Qin Shi Huang no era tonto. Sabía que ya no estaba en su palacio y que contaba con la ayuda de Zhao Gao. Además, no llevaba consigo su espada mágica. Aquí es donde brilla la sabiduría de un emperador; él sí sabía cerrar la puerta con llave y sujetar la manija. Jing Ke, en cambio, solo sabía atacar con su daga, abriendo rápidamente un agujero triangular en la puerta del baño. A través de este agujero, pudo ver claramente a Qin Shi Huang. Lo miró fijamente y rugió: "¡Sal de ahí!".

Como ya mencioné, Jing Ke tiene astigmatismo severo. Con un ojo mirando hacia adentro, el otro parecía espiar cada uno de mis movimientos. Fue entonces cuando recordé que debía hacer algo. Saqué un ladrillo de debajo del sofá de la sala (¿por qué había un ladrillo debajo de mi sofá?), lo sostuve en mi mano y grité con severidad: "¡Jing, si no tiras ese cuchillo roto, te voy a partir la cara con este ladrillo!".

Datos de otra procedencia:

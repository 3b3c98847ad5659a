use std::collections::BTreeMap;
use std::sync::{Arc, OnceLock};

use parking_lot::RwLock;
use serde::{Deserialize, Serialize};
use strata_config::{MetadataConfig, MetadataConflictPolicy};

use crate::compare::{compare_metadata, ComparisonResult};
use crate::error::{MetadataError, Result};
use crate::hash::{metadata_hash, MetadataHash};
use crate::model::StorageTypeMetadata;

/// Read access to registered type metadata.
pub trait MetadataStorage {
    /// Looks up a descriptor by fully-qualified name. Absent names are `None`.
    fn get_metadata_by_type_fqn_or_null(&self, fq_name: &str) -> Option<Arc<StorageTypeMetadata>>;

    /// Hash registered for `fq_name` via [`MetadataRegistry::add_metadata_hash`].
    fn get_hash_by_fqn(&self, fq_name: &str) -> Option<MetadataHash>;
}

/// A module that contributes type descriptors during the registration phase.
pub trait MetadataProvider {
    fn initialize_metadata(&self, registry: &MetadataRegistry) -> Result<()>;
}

/// Process-wide table of type descriptors keyed by fully-qualified name.
///
/// The registry has two phases. During registration every module calls
/// [`MetadataRegistry::add_metadata`]; [`MetadataRegistry::freeze`] ends that
/// phase and later registrations fail with [`MetadataError::Frozen`]. Reads are
/// allowed in both phases.
#[derive(Debug, Default)]
pub struct MetadataRegistry {
    inner: RwLock<RegistryInner>,
    on_conflict: MetadataConflictPolicy,
}

#[derive(Debug, Default)]
struct RegistryInner {
    types: BTreeMap<String, Arc<StorageTypeMetadata>>,
    hashes: BTreeMap<String, MetadataHash>,
    frozen: bool,
}

impl MetadataRegistry {
    pub fn new() -> Self {
        Self::default()
    }

    pub fn with_config(config: &MetadataConfig) -> Self {
        Self {
            inner: RwLock::default(),
            on_conflict: config.on_conflict,
        }
    }

    /// Builds a registry from `providers` in order, freezing it afterwards when
    /// `config.freeze_on_load` is set.
    pub fn from_providers(
        providers: &[&dyn MetadataProvider],
        config: &MetadataConfig,
    ) -> Result<Self> {
        let registry = Self::with_config(config);
        for provider in providers {
            provider.initialize_metadata(&registry)?;
        }
        if config.freeze_on_load {
            registry.freeze();
        }
        tracing::debug!(
            target: "strata.metadata",
            providers = providers.len(),
            types = registry.len(),
            frozen = registry.is_frozen(),
            "metadata registry loaded"
        );
        Ok(registry)
    }

    /// Returns the process-wide registry, creating an empty one if none was installed.
    pub fn global() -> &'static MetadataRegistry {
        GLOBAL.get_or_init(MetadataRegistry::new)
    }

    /// Installs `registry` as the process-wide registry.
    ///
    /// Fails when a registry is already installed, including the implicit one
    /// created by an earlier [`MetadataRegistry::global`] call.
    pub fn install_global(registry: MetadataRegistry) -> Result<&'static MetadataRegistry> {
        let mut installed = false;
        let global = GLOBAL.get_or_init(|| {
            installed = true;
            registry
        });
        if installed {
            Ok(global)
        } else {
            Err(MetadataError::AlreadyInstalled)
        }
    }

    /// Registers `metadata` and every descriptor nested in it.
    ///
    /// Registering an identical descriptor twice is a no-op. A full descriptor
    /// replaces a `KnownClass` placeholder and a placeholder never replaces a
    /// full descriptor. Any other difference is a conflict, handled according
    /// to the configured [`MetadataConflictPolicy`]. Nothing is inserted when
    /// the call fails.
    pub fn add_metadata(&self, metadata: StorageTypeMetadata) -> Result<()> {
        let fq_name = metadata.fq_name().to_owned();
        let mut inner = self.inner.write();
        if inner.frozen {
            return Err(MetadataError::Frozen { fq_name });
        }

        let mut pending: BTreeMap<String, StorageTypeMetadata> = BTreeMap::new();
        for nested in metadata.flatten() {
            let name = nested.fq_name().to_owned();
            let existing = pending
                .get(&name)
                .or_else(|| inner.types.get(&name).map(|arc| arc.as_ref()));
            let Some(existing) = existing else {
                pending.insert(name, nested);
                continue;
            };
            match merge(existing, &nested) {
                Merge::Keep => {}
                Merge::Replace => {
                    pending.insert(name, nested);
                }
                Merge::Conflict => match self.on_conflict {
                    MetadataConflictPolicy::Error => {
                        return Err(MetadataError::Conflict { fq_name: name });
                    }
                    MetadataConflictPolicy::FirstWins => {
                        tracing::warn!(
                            target: "strata.metadata",
                            fq_name = %name,
                            "conflicting metadata ignored; keeping the first registration"
                        );
                    }
                },
            }
        }

        for (name, nested) in pending {
            tracing::trace!(target: "strata.metadata", fq_name = %name, "registered type metadata");
            inner.types.insert(name, Arc::new(nested));
        }
        Ok(())
    }

    /// Records the hash generated for `type_fqn` by the build that declared it.
    pub fn add_metadata_hash(&self, type_fqn: impl Into<String>, hash: MetadataHash) -> Result<()> {
        let type_fqn = type_fqn.into();
        let mut inner = self.inner.write();
        if inner.frozen {
            return Err(MetadataError::Frozen { fq_name: type_fqn });
        }
        match inner.hashes.get(&type_fqn) {
            Some(existing) if *existing == hash => Ok(()),
            Some(_) => match self.on_conflict {
                MetadataConflictPolicy::Error => {
                    Err(MetadataError::HashConflict { fq_name: type_fqn })
                }
                MetadataConflictPolicy::FirstWins => {
                    tracing::warn!(
                        target: "strata.metadata",
                        fq_name = %type_fqn,
                        "conflicting metadata hash ignored; keeping the first registration"
                    );
                    Ok(())
                }
            },
            None => {
                inner.hashes.insert(type_fqn, hash);
                Ok(())
            }
        }
    }

    /// Ends the registration phase. Idempotent.
    pub fn freeze(&self) {
        self.inner.write().frozen = true;
    }

    pub fn is_frozen(&self) -> bool {
        self.inner.read().frozen
    }

    pub fn len(&self) -> usize {
        self.inner.read().types.len()
    }

    pub fn is_empty(&self) -> bool {
        self.inner.read().types.is_empty()
    }

    /// Registered names in lexicographic order.
    pub fn fq_names(&self) -> Vec<String> {
        self.inner.read().types.keys().cloned().collect()
    }

    /// Registered hash for `fq_name`, or the hash computed from its descriptor.
    pub fn effective_hash(&self, fq_name: &str) -> Option<MetadataHash> {
        let inner = self.inner.read();
        inner
            .hashes
            .get(fq_name)
            .copied()
            .or_else(|| inner.types.get(fq_name).map(|meta| metadata_hash(meta)))
    }

    /// Copies the registry contents into a serializable listing.
    pub fn export(&self) -> PersistedMetadata {
        let inner = self.inner.read();
        let types: Vec<StorageTypeMetadata> =
            inner.types.values().map(|meta| meta.as_ref().clone()).collect();
        let hashes = inner
            .types
            .iter()
            .map(|(name, meta)| {
                let hash = inner
                    .hashes
                    .get(name)
                    .copied()
                    .unwrap_or_else(|| metadata_hash(meta));
                (name.clone(), hash)
            })
            .collect();
        PersistedMetadata { types, hashes }
    }

    /// Compares every persisted descriptor against the registered one.
    ///
    /// Types whose hashes agree are accepted without a structural comparison.
    pub fn check_compatibility(&self, persisted: &PersistedMetadata) -> CompatibilityReport {
        let mut report = CompatibilityReport::default();
        for cached in &persisted.types {
            let fq_name = cached.fq_name();
            let Some(current) = self.get_metadata_by_type_fqn_or_null(fq_name) else {
                report.missing.push(fq_name.to_owned());
                continue;
            };
            let hashes_match = matches!(
                (persisted.hashes.get(fq_name), self.effective_hash(fq_name)),
                (Some(cached_hash), Some(current_hash)) if *cached_hash == current_hash
            );
            if hashes_match {
                continue;
            }
            if let ComparisonResult::NotEqual(reason) = compare_metadata(cached, &current) {
                report.mismatches.push(MetadataMismatch {
                    fq_name: fq_name.to_owned(),
                    reason,
                });
            }
        }
        if !report.is_compatible() {
            tracing::info!(
                target: "strata.metadata",
                missing = report.missing.len(),
                mismatches = report.mismatches.len(),
                "persisted metadata is not compatible with the current build"
            );
        }
        report
    }
}

static GLOBAL: OnceLock<MetadataRegistry> = OnceLock::new();

impl MetadataStorage for MetadataRegistry {
    fn get_metadata_by_type_fqn_or_null(&self, fq_name: &str) -> Option<Arc<StorageTypeMetadata>> {
        self.inner.read().types.get(fq_name).cloned()
    }

    fn get_hash_by_fqn(&self, fq_name: &str) -> Option<MetadataHash> {
        self.inner.read().hashes.get(fq_name).copied()
    }
}

enum Merge {
    Keep,
    Replace,
    Conflict,
}

fn merge(existing: &StorageTypeMetadata, incoming: &StorageTypeMetadata) -> Merge {
    if existing == incoming || incoming.is_placeholder() {
        Merge::Keep
    } else if existing.is_placeholder() {
        Merge::Replace
    } else {
        Merge::Conflict
    }
}

/// Registry contents as written next to a persisted storage.
#[derive(Clone, Debug, Default, PartialEq, Eq, Serialize, Deserialize)]
pub struct PersistedMetadata {
    pub types: Vec<StorageTypeMetadata>,
    #[serde(default)]
    pub hashes: BTreeMap<String, MetadataHash>,
}

impl PersistedMetadata {
    pub fn to_json(&self) -> Result<String> {
        Ok(serde_json::to_string_pretty(self)?)
    }

    pub fn from_json(text: &str) -> Result<Self> {
        Ok(serde_json::from_str(text)?)
    }
}

#[derive(Clone, Debug, PartialEq, Eq)]
pub struct MetadataMismatch {
    pub fq_name: String,
    pub reason: String,
}

#[derive(Clone, Debug, Default, PartialEq, Eq)]
pub struct CompatibilityReport {
    /// Persisted types the current build no longer declares.
    pub missing: Vec<String>,
    pub mismatches: Vec<MetadataMismatch>,
}

impl CompatibilityReport {
    pub fn is_compatible(&self) -> bool {
        self.missing.is_empty() && self.mismatches.is_empty()
    }
}
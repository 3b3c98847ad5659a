//! Compatibility check between a persisted (cached) descriptor and the one
//! compiled into the running build.
//!
//! Data written under `cached` can be read back under `current` when:
//! - both descriptors describe the same kind of type under the same name,
//! - every persisted (non-computable) property still exists with a compatible type,
//! - every new persisted property has a default value,
//! - enum constants and abstract subclasses were only ever appended.

use std::fmt;

use crate::model::{
    AbstractClassMetadata, EntityMetadata, FinalClassMetadata, OwnPropertyMetadata,
    StorageTypeMetadata, ValueTypeMetadata,
};

#[derive(Clone, Debug, PartialEq, Eq)]
pub enum ComparisonResult {
    Equal,
    NotEqual(String),
}

impl ComparisonResult {
    pub fn is_equal(&self) -> bool {
        matches!(self, ComparisonResult::Equal)
    }

    fn and_then(self, next: impl FnOnce() -> ComparisonResult) -> ComparisonResult {
        match self {
            ComparisonResult::Equal => next(),
            not_equal => not_equal,
        }
    }
}

impl fmt::Display for ComparisonResult {
    fn fmt(&self, f: &mut fmt::Formatter<'_>) -> fmt::Result {
        match self {
            ComparisonResult::Equal => f.write_str("equal"),
            ComparisonResult::NotEqual(reason) => write!(f, "not equal: {reason}"),
        }
    }
}

fn not_equal(reason: impl Into<String>) -> ComparisonResult {
    ComparisonResult::NotEqual(reason.into())
}

pub fn compare_metadata(
    cached: &StorageTypeMetadata,
    current: &StorageTypeMetadata,
) -> ComparisonResult {
    if cached.fq_name() != current.fq_name() {
        return not_equal(format!(
            "type name changed from `{}` to `{}`",
            cached.fq_name(),
            current.fq_name()
        ));
    }

    match (cached, current) {
        (StorageTypeMetadata::Entity(cached), StorageTypeMetadata::Entity(current)) => {
            compare_entities(cached, current)
        }
        (StorageTypeMetadata::FinalClass(cached), StorageTypeMetadata::FinalClass(current)) => {
            compare_final_classes(cached, current)
        }
        (
            StorageTypeMetadata::AbstractClass(cached),
            StorageTypeMetadata::AbstractClass(current),
        ) => compare_abstract_classes(cached, current),
        _ => not_equal(format!(
            "`{}` changed from {} to {}",
            cached.fq_name(),
            cached.kind_name(),
            current.kind_name()
        )),
    }
}

fn compare_entities(cached: &EntityMetadata, current: &EntityMetadata) -> ComparisonResult {
    if cached.entity_data_fq_name != current.entity_data_fq_name {
        return not_equal(format!(
            "entity data type of `{}` changed from `{}` to `{}`",
            current.fq_name, cached.entity_data_fq_name, current.entity_data_fq_name
        ));
    }
    if cached.is_abstract != current.is_abstract {
        return not_equal(format!("abstractness of `{}` changed", current.fq_name));
    }
    compare_properties(&current.fq_name, &cached.properties, &current.properties)
}

fn compare_final_classes(
    cached: &FinalClassMetadata,
    current: &FinalClassMetadata,
) -> ComparisonResult {
    let fq_name = current.fq_name();
    match (cached, current) {
        (FinalClassMetadata::KnownClass { .. }, FinalClassMetadata::KnownClass { .. }) => {
            ComparisonResult::Equal
        }
        (FinalClassMetadata::Class { .. }, FinalClassMetadata::Class { .. })
        | (FinalClassMetadata::Object { .. }, FinalClassMetadata::Object { .. }) => {
            compare_properties(fq_name, cached.properties(), current.properties())
        }
        (
            FinalClassMetadata::Enum {
                values: cached_values,
                ..
            },
            FinalClassMetadata::Enum {
                values: current_values,
                ..
            },
        ) => {
            // Constants are persisted by position.
            if !current_values.starts_with(cached_values) {
                return not_equal(format!(
                    "enum `{fq_name}` constants changed from {cached_values:?} to {current_values:?}"
                ));
            }
            compare_properties(fq_name, cached.properties(), current.properties())
        }
        _ => not_equal(format!(
            "`{fq_name}` changed from {} to {}",
            StorageTypeMetadata::FinalClass(cached.clone()).kind_name(),
            StorageTypeMetadata::FinalClass(current.clone()).kind_name()
        )),
    }
}

fn compare_abstract_classes(
    cached: &AbstractClassMetadata,
    current: &AbstractClassMetadata,
) -> ComparisonResult {
    for cached_subclass in &cached.subclasses {
        let Some(current_subclass) = current
            .subclasses
            .iter()
            .find(|subclass| subclass.fq_name() == cached_subclass.fq_name())
        else {
            return not_equal(format!(
                "subclass `{}` of `{}` was removed",
                cached_subclass.fq_name(),
                current.fq_name
            ));
        };
        let result = compare_final_classes(cached_subclass, current_subclass);
        if !result.is_equal() {
            return result;
        }
    }
    compare_properties(&current.fq_name, &cached.properties, &current.properties)
}

fn compare_properties(
    owner: &str,
    cached: &[OwnPropertyMetadata],
    current: &[OwnPropertyMetadata],
) -> ComparisonResult {
    let cached: Vec<&OwnPropertyMetadata> =
        cached.iter().filter(|prop| !prop.is_computable).collect();
    let current: Vec<&OwnPropertyMetadata> =
        current.iter().filter(|prop| !prop.is_computable).collect();

    for cached_prop in &cached {
        let name = &cached_prop.name;
        let Some(current_prop) = current.iter().find(|prop| &prop.name == name) else {
            return not_equal(format!("property `{owner}.{name}` was removed"));
        };
        let result = compare_value_types(&cached_prop.value_type, &current_prop.value_type)
            .and_then(|| {
                if cached_prop.is_key != current_prop.is_key {
                    not_equal("key flag changed")
                } else {
                    ComparisonResult::Equal
                }
            });
        if let ComparisonResult::NotEqual(reason) = result {
            return not_equal(format!("property `{owner}.{name}`: {reason}"));
        }
    }

    for current_prop in &current {
        let name = &current_prop.name;
        let is_new = !cached.iter().any(|prop| &prop.name == name);
        if is_new && !current_prop.with_default {
            return not_equal(format!(
                "property `{owner}.{name}` was added without a default value"
            ));
        }
    }

    ComparisonResult::Equal
}

fn compare_value_types(cached: &ValueTypeMetadata, current: &ValueTypeMetadata) -> ComparisonResult {
    match (cached, current) {
        (
            ValueTypeMetadata::Primitive {
                type_name: cached_name,
                is_nullable: cached_nullable,
            },
            ValueTypeMetadata::Primitive {
                type_name: current_name,
                is_nullable: current_nullable,
            },
        ) => {
            if cached_name != current_name {
                not_equal(format!("type changed from `{cached_name}` to `{current_name}`"))
            } else if cached_nullable != current_nullable {
                not_equal("nullability changed")
            } else {
                ComparisonResult::Equal
            }
        }
        (
            ValueTypeMetadata::Custom {
                type_metadata: cached_type,
                is_nullable: cached_nullable,
            },
            ValueTypeMetadata::Custom {
                type_metadata: current_type,
                is_nullable: current_nullable,
            },
        ) => {
            if cached_nullable != current_nullable {
                return not_equal("nullability changed");
            }
            compare_metadata(cached_type, current_type)
        }
        (
            ValueTypeMetadata::EntityReference {
                connection_type: cached_connection,
                entity_fq_name: cached_target,
                is_child: cached_child,
                is_nullable: cached_nullable,
            },
            ValueTypeMetadata::EntityReference {
                connection_type: current_connection,
                entity_fq_name: current_target,
                is_child: current_child,
                is_nullable: current_nullable,
            },
        ) => {
            if cached_target != current_target {
                not_equal(format!(
                    "reference target changed from `{cached_target}` to `{current_target}`"
                ))
            } else if cached_connection != current_connection {
                not_equal(format!(
                    "connection changed from {cached_connection:?} to {current_connection:?}"
                ))
            } else if cached_child != current_child || cached_nullable != current_nullable {
                not_equal("reference ownership changed")
            } else {
                ComparisonResult::Equal
            }
        }
        (
            ValueTypeMetadata::Parameterized {
                generic: cached_generic,
                arguments: cached_arguments,
            },
            ValueTypeMetadata::Parameterized {
                generic: current_generic,
                arguments: current_arguments,
            },
        ) => {
            if cached_arguments.len() != current_arguments.len() {
                return not_equal("type arguments changed");
            }
            cached_arguments.iter().zip(current_arguments).fold(
                compare_value_types(cached_generic, current_generic),
                |acc, (cached, current)| acc.and_then(|| compare_value_types(cached, current)),
            )
        }
        _ => not_equal("value type kind changed"),
    }
}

Cuando Jing Ke vio que yo sostenía un objeto cuadrado con una luz roja deslumbrante (había limpiado el ladrillo a conciencia), se preguntó qué clase de tesoro celestial sería y dijo con desánimo: "No te preocupes por mis asuntos...". Justo en ese momento, Qin Shi Huang encontró un puñado de talco en el inodoro y lo arrojó por el agujero. Jing Ke dejó escapar un grito extraño, arrojó su daga y se cubrió los ojos para frotárselos.

Estaba furioso y guardé rápidamente la daga. Qin Shi Huang seguía arrojando puñados de talco. Abrí la puerta, lo agarré por el cuello, lo saqué a rastras, lo tiré al sofá y luego llevé a Jing Ke al lavabo para que se lavara los ojos. Cuando lo traje de vuelta, me sentí como un maestro de jardín de infancia. Senté a Jing Ke en el sofá frente a ellos, coloqué una botella de agua y un cenicero entre ellos y dije con seriedad: "¿Por qué no pueden hablar las cosas? ¿Por qué tienen que pelear? No es como si hubiéramos tenido una vida pasada...". Entonces, de repente, recordé que sí habían tenido rencor en una vida pasada e inmediatamente cambié de tono: "En realidad, ustedes dos no tienen rencor entre ustedes, ¿verdad?".

Qin Shi Huang asintió enérgicamente primero. Jing Ke dijo con enojo: "Entonces terminó matándome". Qin Shi Huang replicó: "¿Quién atacó primero?".

Golpeé la mesa con un ladrillo y grité: «¡Qué es todo este alboroto! ¿No saben dónde están?». Ambos retrocedieron y se quedaron en silencio. Encendí un cigarrillo y luego dije con suavidad: «Sin importar quién haya ofendido a quién, eso es cosa del pasado. ¿Qué clase de lugar es este, eh? Este es un lugar para que disfruten. Y solo es por un año, ¿no deberían aprovecharlo?». Qin Shi Huang bajó la cabeza, mientras Jing Ke me miraba con los ojos enrojecidos.

"Vamos, danos la mano, seremos buenos amigos de ahora en adelante; pórtate bien."

Una vez más, fue Fatty Ying quien extendió la mano primero. Parece que los emperadores son realmente magnánimos. Jing Ke le estrechó la mano con resignación.